TABLE-US-00007 TABLE 7 Description Target Color Surface marker CD45 PE-Cy7 TCRβ APC-Cy7 CD4 PerCP-Cy5.5 CD8 Pacific blue Intracellular staining IFNγ FITC Granzyme B APC

[0076] FIGS. 3A, 3B, and 3C show the percentage of CD8 T cells in the tumor-infiltrating T cells, the percentage of IFNγ-expressing cells in the CD8 T cells, and the percentage of granzyme B-expressing cells in the CD8 T cells, respectively. FIGS. 3D, 3D, and 3F show the total number of tumor-infiltrating CD8 T cells, the number of IFNγ-expressing cells in the CD8 T cells, and the number of granzyme B-expressing cells in the CD8 T cells, respectively.

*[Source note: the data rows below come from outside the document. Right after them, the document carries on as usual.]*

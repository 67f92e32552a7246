use crate::{
    config::Config,
    error::{ConfigError, Error},
    rule::CellState,
    world::{Automaton, Dimensions, Generation, Position, World},
};
use log::{debug, trace};
use rand::SeedableRng;
use rand_xoshiro::Xoshiro256PlusPlus;
#[cfg(feature = "serde")]
use serde::{Deserialize, Serialize};
use std::time::Duration;
use strum::Display;

/// The density used by [`Engine::randomize`] when none is given.
pub const DEFAULT_DENSITY: f64 = 0.2;

/// The state of an [`Engine`].
#[derive(Debug, Clone, Copy, PartialEq, Eq, Hash, Default, Display)]
#[cfg_attr(feature = "serde", derive(Serialize, Deserialize))]
#[strum(serialize_all = "lowercase")]
pub enum EngineState {
    /// No simulation has been started.
    #[default]
    Idle,

    /// A simulation has been started and is paused.
    ///
    /// Cells can be edited, and the simulation can be advanced manually.
    Editing,

    /// The simulation is running.
    ///
    /// The driver is expected to call [`Engine::step`] once per tick interval.
    Running,
}

/// The operations of an [`Engine`], as reported in [`Error::InvalidState`].
#[derive(Debug, Clone, Copy, PartialEq, Eq, Hash, Display)]
#[strum(serialize_all = "lowercase")]
pub enum Operation {
    /// [`Engine::start`].
    Start,
    /// [`Engine::step`].
    Step,
    /// [`Engine::edit`].
    Edit,
    /// [`Engine::run`].
    Run,
    /// [`Engine::stop`].
    Stop,
    /// [`Engine::reset`].
    Reset,
    /// [`Engine::clear`].
    Clear,
    /// [`Engine::randomize`].
    Randomize,
}

/// The initial world of a simulation.
#[derive(Debug, Clone, PartialEq, Eq)]
pub enum Seed {
    /// Start from the default world of the given size.
    ///
    /// See [`Automaton::initial_world`].
    Blank(Dimensions),

    /// Start from the given world.
    World(World),
}

/// A point edit of a cell.
#[derive(Debug, Clone, Copy, PartialEq, Eq, Hash)]
pub enum Edit {
    /// Set the cell to the given state.
    Set(CellState),

    /// Flip the state of the cell.
    Toggle,
}

/// The rule and the current generation of a simulation.
#[derive(Debug, Clone)]
#[cfg_attr(feature = "serde", derive(Serialize, Deserialize))]
#[cfg_attr(feature = "serde", serde(try_from = "RawSimulation"))]
struct Simulation {
    automaton: Automaton,
    generation: Generation,
}

#[cfg(feature = "serde")]
#[derive(Deserialize)]
struct RawSimulation {
    automaton: Automaton,
    generation: Generation,
}

#[cfg(feature = "serde")]
impl TryFrom<RawSimulation> for Simulation {
    type Error = ConfigError;

    fn try_from(raw: RawSimulation) -> Result<Self, Self::Error> {
        if !raw.automaton.accepts(raw.generation.world.dimensions()) {
            return Err(ConfigError::DimensionMismatch);
        }
        Ok(Self {
            automaton: raw.automaton,
            generation: raw.generation,
        })
    }
}

/// Runs a cellular automaton one tick at a time.
///
/// The engine is a state machine:
///
/// ```text
///         start             run
/// Idle ----------> Editing -------> Running
///                          <-------
///                            stop
/// ```
///
/// While editing, the engine also accepts `start`, `step`, `edit`, `reset`, `clear`
/// and `randomize`. [`step`](Engine::step) is also allowed while running.
///
/// Every other transition fails with [`Error::InvalidState`]. A failed operation never
/// changes the engine.
///
/// The engine has no timer. The driver calls [`step`](Engine::step) at the cadence
/// recorded by [`run`](Engine::run).
#[derive(Debug, Clone)]
#[cfg_attr(feature = "serde", derive(Serialize, Deserialize))]
#[cfg_attr(feature = "serde", serde(try_from = "RawEngine"))]
pub struct Engine {
    state: EngineState,

    /// [`None`] iff the engine is idle.
    simulation: Option<Simulation>,

    tick_interval: Option<Duration>,

    /// Random number generator for [`randomize`](Engine::randomize).
    rng: Xoshiro256PlusPlus,
}

/// A deserialized [`Engine`] that has not been checked yet.
#[cfg(feature = "serde")]
#[derive(Deserialize)]
struct RawEngine {
    state: EngineState,
    simulation: Option<Simulation>,
    tick_interval: Option<Duration>,
    rng: Xoshiro256PlusPlus,
}

#[cfg(feature = "serde")]
impl TryFrom<RawEngine> for Engine {
    type Error = ConfigError;

    fn try_from(raw: RawEngine) -> Result<Self, Self::Error> {
        if (raw.state == EngineState::Idle) != raw.simulation.is_none() {
            return Err(ConfigError::InconsistentState);
        }
        Ok(Self {
            state: raw.state,
            simulation: raw.simulation,
            tick_interval: raw.tick_interval,
            rng: raw.rng,
        })
    }
}

impl Default for Engine {
    fn default() -> Self {
        Self::new()
    }
}

impl Engine {
    /// Create an idle engine with a randomly seeded random number generator.
    pub fn new() -> Self {
        Self::with_rng(Xoshiro256PlusPlus::from_entropy())
    }

    /// Create an idle engine with the given random seed.
    ///
    /// Two engines with the same seed and the same sequence of operations produce
    /// the same generations.
    pub fn with_seed(seed: u64) -> Self {
        Self::with_rng(Xoshiro256PlusPlus::seed_from_u64(seed))
    }

    const fn with_rng(rng: Xoshiro256PlusPlus) -> Self {
        Self {
            state: EngineState::Idle,
            simulation: None,
            tick_interval: None,
            rng,
        }
    }

    /// Create an engine from a configuration, and start the simulation it describes.
    ///
    /// If the configuration has a density, the world is randomized after the start.
    /// The returned engine is in the [`Editing`](EngineState::Editing) state.
    pub fn from_config(config: &Config) -> Result<Self, Error> {
        let mut engine = config.seed.map_or_else(Self::new, Self::with_seed);
        engine.start(config.automaton()?, config.initial_seed()?)?;
        if let Some(density) = config.density {
            engine.randomize(density)?;
        }
        Ok(engine)
    }

    /// The current state.
    #[inline]
    pub const fn state(&self) -> EngineState {
        self.state
    }

    /// The current generation, or [`None`] if the engine is idle.
    #[inline]
    pub fn generation(&self) -> Option<&Generation> {
        self.simulation.as_ref().map(|simulation| &simulation.generation)
    }

    /// The rule of the current simulation, or [`None`] if the engine is idle.
    #[inline]
    pub fn automaton(&self) -> Option<&Automaton> {
        self.simulation.as_ref().map(|simulation| &simulation.automaton)
    }

    /// The tick interval recorded by the last call to [`run`](Engine::run).
    #[inline]
    pub const fn tick_interval(&self) -> Option<Duration> {
        self.tick_interval
    }

    /// Get the current simulation if the state is one of `allowed`.
    ///
    /// Takes the fields separately so that the caller can still borrow the rng.
    fn simulation_mut<'a>(
        state: EngineState,
        simulation: &'a mut Option<Simulation>,
        operation: Operation,
        allowed: &[EngineState],
    ) -> Result<&'a mut Simulation, Error> {
        match simulation {
            Some(simulation) if allowed.contains(&state) => Ok(simulation),
            _ => Err(Error::InvalidState { operation, state }),
        }
    }

    /// Start a new simulation. Any previous simulation is discarded.
    ///
    /// Allowed when idle or editing. The engine is then in the
    /// [`Editing`](EngineState::Editing) state, at tick `0`.
    pub fn start(&mut self, automaton: Automaton, seed: Seed) -> Result<&Generation, Error> {
        if self.state == EngineState::Running {
            return Err(Error::InvalidState {
                operation: Operation::Start,
                state: self.state,
            });
        }

        let world = match seed {
            Seed::Blank(dimensions) => automaton.initial_world(dimensions)?,
            Seed::World(world) if automaton.accepts(world.dimensions()) => world,
            Seed::World(_) => return Err(ConfigError::DimensionMismatch.into()),
        };

        debug!(
            "Starting {automaton} on a world of {:?}",
            world.dimensions()
        );

        self.state = EngineState::Editing;
        let simulation = self.simulation.insert(Simulation {
            automaton,
            generation: Generation::seed(world),
        });
        Ok(&simulation.generation)
    }

    /// Advance the simulation by one tick.
    ///
    /// Allowed when editing or running. The next world is computed from the current one,
    /// which is then replaced as a whole.
    pub fn step(&mut self) -> Result<&Generation, Error> {
        let simulation = Self::simulation_mut(
            self.state,
            &mut self.simulation,
            Operation::Step,
            &[EngineState::Editing, EngineState::Running],
        )?;

        let world = simulation.automaton.step(&simulation.generation.world)?;
        simulation.generation = Generation {
            tick: simulation.generation.tick + 1,
            world,
        };

        trace!(
            "Tick {}: population {}",
            simulation.generation.tick,
            simulation.generation.population()
        );

        Ok(&simulation.generation)
    }

    /// Edit a single cell. Returns the new state of the cell.
    ///
    /// Allowed only when editing.
    pub fn edit(&mut self, position: Position, edit: Edit) -> Result<CellState, Error> {
        let simulation = Self::simulation_mut(
            self.state,
            &mut self.simulation,
            Operation::Edit,
            &[EngineState::Editing],
        )?;
        let world = &mut simulation.generation.world;

        let state = match edit {
            Edit::Set(state) => state,
            Edit::Toggle => !world.get(position)?,
        };
        world.set(position, state)?;

        trace!("Set {position:?} to {state:?}");
        Ok(state)
    }

    /// Start running the simulation.
    ///
    /// Allowed only when editing. The tick interval is only recorded for the driver.
    pub fn run(&mut self, tick_interval: Duration) -> Result<(), Error> {
        Self::simulation_mut(
            self.state,
            &mut self.simulation,
            Operation::Run,
            &[EngineState::Editing],
        )?;

        debug!("Running with a tick interval of {tick_interval:?}");
        self.state = EngineState::Running;
        self.tick_interval = Some(tick_interval);
        Ok(())
    }

    /// Stop running the simulation.
    ///
    /// Does nothing when already editing. Fails when idle.
    pub fn stop(&mut self) -> Result<(), Error> {
        match self.state {
            EngineState::Idle => Err(Error::InvalidState {
                operation: Operation::Stop,
                state: self.state,
            }),
            EngineState::Editing => Ok(()),
            EngineState::Running => {
                debug!("Stopped");
                self.state = EngineState::Editing;
                Ok(())
            }
        }
    }

    /// Replace the world, and go back to tick `0`.
    ///
    /// Allowed only when editing. The world must have the dimensionality of the automaton.
    pub fn reset(&mut self, world: World) -> Result<&Generation, Error> {
        let simulation = Self::simulation_mut(
            self.state,
            &mut self.simulation,
            Operation::Reset,
            &[EngineState::Editing],
        )?;

        if !simulation.automaton.accepts(world.dimensions()) {
            return Err(ConfigError::DimensionMismatch.into());
        }

        debug!("Reset to a world of {:?}", world.dimensions());
        simulation.generation = Generation::seed(world);
        Ok(&simulation.generation)
    }

    /// Kill every cell, and go back to tick `0`.
    ///
    /// Allowed only when editing.
    pub fn clear(&mut self) -> Result<&Generation, Error> {
        let simulation = Self::simulation_mut(
            self.state,
            &mut self.simulation,
            Operation::Clear,
            &[EngineState::Editing],
        )?;

        let world = World::blank(simulation.generation.world.dimensions())?;

        debug!("Cleared");
        simulation.generation = Generation::seed(world);
        Ok(&simulation.generation)
    }

    /// Set every cell to a random state, and go back to tick `0`.
    ///
    /// Allowed only when editing. Each cell is alive with probability `density`,
    /// which must be in `0..=1`.
    pub fn randomize(&mut self, density: f64) -> Result<&Generation, Error> {
        let simulation = Self::simulation_mut(
            self.state,
            &mut self.simulation,
            Operation::Randomize,
            &[EngineState::Editing],
        )?;

        if !(0.0..=1.0).contains(&density) {
            return Err(ConfigError::InvalidDensity(density).into());
        }

        simulation.generation.world.randomize(&mut self.rng, density);
        simulation.generation.tick = 0;

        debug!(
            "Randomized with density {density}: population {}",
            simulation.generation.population()
        );
        Ok(&simulation.generation)
    }
}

As shown in FIG. 3, the percentage and number of the tumor-infiltrating CD8 T cells increased significantly in the group administered with the LMT17-31 strain, and the group administered with the anti-PD1 antibody and LMT17-31 strain in combination, compared to the PBS-treated group. Also, regarding the percentage and number of the CD8 T cells that produce activating factors, i.e., interferon gamma and granzyme B, a significant increase was shown in the group treated with the LMT17-31 strain, and the group treated with the anti-PD1 antibody and LMT17-31 strain in combination, compared to the PBS control group.